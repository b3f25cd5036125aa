//! Domain model for production projects.
//!
//! The project domain models the frozen snapshot value types, the project
//! aggregate with its status machine and per-line produced/target
//! quantities, and the human-readable project number.

mod error;
mod ids;
mod project;
mod snapshot;

pub use error::{ParseProjectStatusError, ProjectDomainError};
pub use ids::{LineId, ProjectId, ProjectNumber};
pub use project::{Project, ProjectLine, ProjectStatus};
pub use snapshot::{RawMaterialRef, Snapshot, SnapshotOrigin, SnapshotStep};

— WHAT IS NEEDED —
What you give back must match the material word for word.

— PROBLEM SOLUTION —
repository b3f25cd5036125aa
//! Domain model for production projects.
//!
//! The project domain models the frozen snapshot value types, the project
//! aggregate with its status machine and per-line produced/target
//! quantities, and the human-readable project number.

mod error;
mod ids;
mod project;
mod snapshot;

pub use error::{ParseProjectStatusError, ProjectDomainError};
pub use ids::{LineId, ProjectId, ProjectNumber};
pub use project::{Project, ProjectLine, ProjectStatus};
pub use snapshot::{RawMaterialRef, Snapshot, SnapshotOrigin, SnapshotStep};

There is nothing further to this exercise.